> [The task]: Show the lines below that contain the string "StatsCommand".
---------- Recorded data ----------
#[derive(Subcommand)]
enum BlacklistCommand {
    List,
    Add { domain: String },
    Remove { id: i64 },
    Check { domain: String },
}

#[derive(Subcommand)]
enum StatsCommand {
    Clicks {
        #[arg(long)]
        start: Option<NaiveDate>,
        #[arg(long)]
        end: Option<NaiveDate>,
        #[arg(long = "type", default_value = "main")]
        kind: AdKind,
        #[arg(long, default_value_t = 1)]
        page: u32,
        #[arg(long)]
        page_size: Option<u32>,
    },
    Visitors {
        #[arg(long)]
        start: Option<NaiveDate>,
        #[arg(long)]
        end: Option<NaiveDate>,
        #[arg(long, default_value_t = 1)]
        page: u32,
        #[arg(long)]
        page_size: Option<u32>,
    },
}

// ── Operator over stdin/stderr ─────────────────────────────────────────────

struct StdinOperator {
    assume_yes: bool,
}

impl Operator for StdinOperator {
    fn confirm(&self, prompt: &str) -> bool {
        if self.assume_yes {
            return true;
        }
        eprint!("{prompt} [y/N] ");
        let _ = io::stderr().flush();
        let mut answer = String::new();
        if io::stdin().lock().read_line(&mut answer).is_err() {
            return false;
        }
        matches!(answer.trim().to_ascii_lowercase().as_str(), "y" | "yes")
    }

    fn notify(&self, message: &str) {
        eprintln!("{message}");
    }
}

// ── Console-backed host page ───────────────────────────────────────────────

/// Host page that prints what a browser would show.
struct ConsolePage {
    protocol: String,
    hostname: String,
    containers: HashMap<String, bool>,
}

impl HostPage for ConsolePage {
    fn protocol(&self) -> String {
        self.protocol.clone()
    }

    fn hostname(&self) -> String {
        self.hostname.clone()
    }

    fn has_container(&self, id: &str) -> bool {
        self.containers.contains_key(id)
    }

    fn mount_container(&mut self, placement: &Placement) {
        tracing::debug!("mounting #{}", placement.container_id);
        self.containers.insert(placement.container_id.to_owned(), false);
    }

    fn render(&mut self, id: &str, markup: &str) {
        println!("#{id}: {markup}");
    }

    fn set_visible(&mut self, id: &str, visible: bool) {
        if let Some(shown) = self.containers.get_mut(id) {
            *shown = visible;
        }
        println!("#{id}: {}", if visible { "shown" } else { "hidden" });
    }

    fn open_new_context(&mut self, link: &str) {
        println!("open {link}");
    }
}

// ── Entry point ────────────────────────────────────────────────────────────

#[tokio::main]
async fn main() -> Result<()> {
    // Load .env (ignore error if file is absent; env vars may already be set)
    dotenvy::dotenv().ok();

    tracing_subscriber::registry()
        .with(
            tracing_subscriber::EnvFilter::try_from_default_env()
                .unwrap_or_else(|_| "adpanel=info".into()),
        )
        .with(tracing_subscriber::fmt::layer().with_writer(io::stderr))
        .init();

    let cli = Cli::parse();
    let config = AppConfig::from_env()?;
    tracing::debug!("backend: {}", config.api_base_url);
    let console = Console::new(config)?;
    let operator = StdinOperator {
        assume_yes: cli.yes,
    };

    // Delivery runs on public pages and needs no operator session
    if matches!(cli.command, Command::Preview { .. }) {
        return run(&console, &operator, cli.command).await;
    }

    let username = cli
        .username
        .clone()
        .unwrap_or_else(|| console.config.admin_username.clone());
    let password = match cli.password.clone() {
        Some(p) => p,
        None => prompt_password()?,
    };
    let token = console
        .login(&username, &password)
        .await
        .context("login failed")?;

    let result = run(&console, &operator, cli.command).await;
    console.logout(&token).await;
    result
}

fn prompt_password() -> Result<String> {
    eprint!("Password: ");
    io::stderr().flush()?;
    let mut line = String::new();
    io::stdin()
        .lock()
        .read_line(&mut line)
        .context("failed to read password")?;
    Ok(line.trim_end_matches(['\r', '\n']).to_owned())
}

fn today() -> NaiveDate {
    Local::now().date_naive()
}

/// Explicit bounds win; a missing start falls back to `default_days` before `end`.
fn range(start: Option<NaiveDate>, end: Option<NaiveDate>, default_days: u64) -> DateRange {
    let end = end.unwrap_or_else(today);
    match start {
        Some(start) => DateRange::new(start, end),
        None => DateRange::last_days(end, default_days),
    }
}

fn finish(outcome: ActionOutcome) -> Result<()> {
    match outcome {
        ActionOutcome::Applied => Ok(()),
        ActionOutcome::Declined => {
            eprintln!("cancelled");
            Ok(())
        }
        other => anyhow::bail!("action not applied: {:?}", other),
    }
}

async fn read_image(path: &Path) -> Result<ImageFile> {
    let bytes = tokio::fs::read(path)
        .await
        .with_context(|| format!("failed to read {}", path.display()))?;
    let file_name = path
        .file_name()
        .map(|n| n.to_string_lossy().into_owned())
        .unwrap_or_else(|| "upload".into());
    Ok(ImageFile { file_name, bytes })
}

fn print_pager(items: &[PageItem]) {
    let bar: Vec<String> = items
        .iter()
        .map(|item| match item {
            PageItem::Page(n) => n.to_string(),
            PageItem::Ellipsis => "…".into(),
        })
        .collect();
    if !bar.is_empty() {
        println!("pages: {}", bar.join(" "));
    }
}

async fn run(console: &Console, operator: &StdinOperator, command: Command) -> Result<()> {
    let api = &console.api;

    match command {
        Command::Ads { command } => {
            let mut screen = AdScreen::new();
            match command {
                AdsCommand::List {
                    start,
                    end,
                    kind,
                    status,
                    sort,
                    desc,
                } => {
                    let filter = AdFilter {
                        start,
                        end,
                        kind,
                        status,
                    };
                    screen.set_filter(api, filter).await?;
                    if let Some(column) = sort {
                        let direction = if desc {
                            Direction::Descending
                        } else {
                            Direction::Ascending
                        };
                        screen.table_mut().sort_by(&column, direction);
                    }
                    println!("id\ttype\tstatus\tx_redirect\tcreated_at\tlink\timage");
                    for ad in screen.view() {
                        println!(
                            "{}\t{}\t{}\t{}\t{}\t{}\t{}",
                            ad.id,
                            ad.kind().as_str(),
                            ad.status.as_str(),
                            ad.x_redirect_enabled,
                            ad.created_at.as_deref().unwrap_or("-"),
                            ad.link,
                            api.http().url(&ad.img_url),
                        );
                    }
                }
                AdsCommand::Create {
                    link,
                    kind,
                    image,
                    x_redirect,
                } => {
                    let form = AdForm {
                        link,
                        kind,
                        x_redirect_enabled: x_redirect,
                        image: Some(read_image(&image).await?),
                    };
                    finish(screen.save(api, operator, None, &form).await)?;
                    println!("{} ad(s)", screen.ads().len());
                }
                AdsCommand::Edit {
                    id,
                    link,
                    kind,
                    image,
                    x_redirect,
                } => {
                    let image = match image {
                        Some(path) => Some(read_image(&path).await?),
                        None => None,
                    };
                    let form = AdForm {
                        link,
                        kind,
                        x_redirect_enabled: x_redirect,
                        image,
                    };
                    finish(screen.save(api, operator, Some(id), &form).await)?;
                }
                AdsCommand::Delete { id } => {
                    screen.load(api).await?;
                    finish(screen.delete(api, operator, id).await)?;
                }
                AdsCommand::ToggleStatus { id } => {
                    screen.load(api).await?;
                    finish(screen.toggle_status(api, operator, id).await)?;
                }
                AdsCommand::ToggleRedirect { id } => {
                    screen.load(api).await?;
                    finish(screen.toggle_x_redirect(api, operator, id).await)?;
                }
            }
        }

        Command::Settings { command } => {
            let mut panel = SettingsPanel::new();
            if let Err(e) = panel.load(api).await {
                operator.notify(&format!("Could not load settings, showing defaults: {}", e.notice()));
            }
            if let SettingsCommand::Toggle { switch } = command {
                let outcome = match switch {
                    Switch::Global => panel.toggle_global(api, operator).await,
                    Switch::Main => panel.toggle_placement(api, operator, AdKind::Main).await,
                    Switch::Secondary => {
                        panel.toggle_placement(api, operator, AdKind::Secondary).await
                    }
                    Switch::MainOncePerDay => {
                        panel.toggle_once_per_day(api, operator, AdKind::Main).await
                    }
                    Switch::SecondaryOncePerDay => {
                        panel
                            .toggle_once_per_day(api, operator, AdKind::Secondary)
                            .await
                    }
                };
                if outcome == ActionOutcome::Rejected {
                    operator.notify("Placement switches are locked while ads are globally disabled.");
                }
                finish(outcome)?;
            }
            let s = panel.settings();
            println!("global_enabled\t{}", s.global_enabled);
            println!("main_enabled\t{}", s.main_enabled);
            println!("secondary_enabled\t{}", s.secondary_enabled);
            println!("main_ad_once_per_day\t{}", s.main_ad_once_per_day);
            println!("secondary_ad_once_per_day\t{}", s.secondary_ad_once_per_day);
        }

        Command::Blacklist { command } => {
            let mut screen = BlacklistScreen::new();
            match command {
                BlacklistCommand::List => {
                    screen.load(api).await?;
                    for d in screen.domains() {
                        println!("{}\t{}\t{}", d.id, d.domain, d.created_at.as_deref().unwrap_or("-"));
                    }
                }
                BlacklistCommand::Add { domain } => {
                    finish(screen.add(api, operator, &domain).await)?;
                    println!("{} domain(s) blacklisted", screen.domains().len());
                }
                BlacklistCommand::Remove { id } => {
                    screen.load(api).await?;
                    finish(screen.remove(api, operator, id).await)?;
                }
                BlacklistCommand::Check { domain } => {
                    let check = screen.check(api, &domain).await?;
                    println!(
                        "{}\t{}",
                        check.domain,
                        if check.blacklisted { "blacklisted" } else { "allowed" }
                    );
                }
            }
        }

        Command::Stats { command } => match command {
            StatsCommand::Clicks {
                start,
                end,
                kind,
                page,
                page_size,
            } => {
                let size = page_size.unwrap_or(console.config.default_page_size);
                let mut screen = ClickStatsScreen::new(today(), size)
                    .with_filter(range(start, end, DEFAULT_RANGE_DAYS), kind);
                screen.fetch_page(api, page, size).await?;

                println!("domain\tip\tclicks\tday");
                for row in screen.view() {
                    println!("{}\t{}\t{}\t{}", row.domain, row.ip, row.clicks, row.day);
                }
                let p = screen.page();
                println!("page {} · {} per page · {} total", p.current, p.page_size, p.total);
                print_pager(&screen.pager());
            }
            StatsCommand::Visitors {
                start,
                end,
                page,
                page_size,
            } => {
                let size = page_size.unwrap_or(console.config.default_page_size);
                let mut screen = VisitorStatsScreen::new(today(), size)
                    .with_range(range(start, end, DEFAULT_RANGE_DAYS));
                screen.fetch_page(api, page, size).await?;

                let summary = screen.summary();
                println!(
                    "visits {} · domains {} · ips {}",
                    summary.total_visits, summary.distinct_domains, summary.distinct_ips
                );
                println!("domain\tip\tvisits\tday");
                for row in screen.view() {
                    println!("{}\t{}\t{}\t{}", row.domain, row.ip, row.visits, row.day);
                }
                let p = screen.page();
                println!("page {} · {} per page · {} total", p.current, p.page_size, p.total);
                print_pager(&screen.pager());
            }
        },

        Command::Traffic { start, end } => {
            let mut screen = TrafficScreen::new(today());
            if start.is_some() || end.is_some() {
                screen.set_range(api, range(start, end, 7)).await?;
            } else {
                screen.load(api).await?;
            }

            let all = screen.overview();
            println!(
                "all time: views {} · clicks {} (main {}, secondary {})",
                all.total_views, all.total_clicks, all.main_clicks, all.secondary_clicks
            );
            let r = screen.range();
            let kpis = screen.kpis();
            println!(
                "{} to {}: views {} · clicks {} (main {}, secondary {})",
                r.start, r.end, kpis.total_views, kpis.total_clicks, kpis.main_clicks, kpis.secondary_clicks
            );
            for day in &screen.daily().page_views {
                println!("{}\t{}", day.day, day.count);
            }
        }

        Command::Preview {
            protocol,
            hostname,
            click,
            close,
        } => preview(console, protocol, hostname, click, close).await?,
    }

    Ok(())
}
----------
> [Written reply]:
enum StatsCommand {
            StatsCommand::Clicks {
            StatsCommand::Visitors {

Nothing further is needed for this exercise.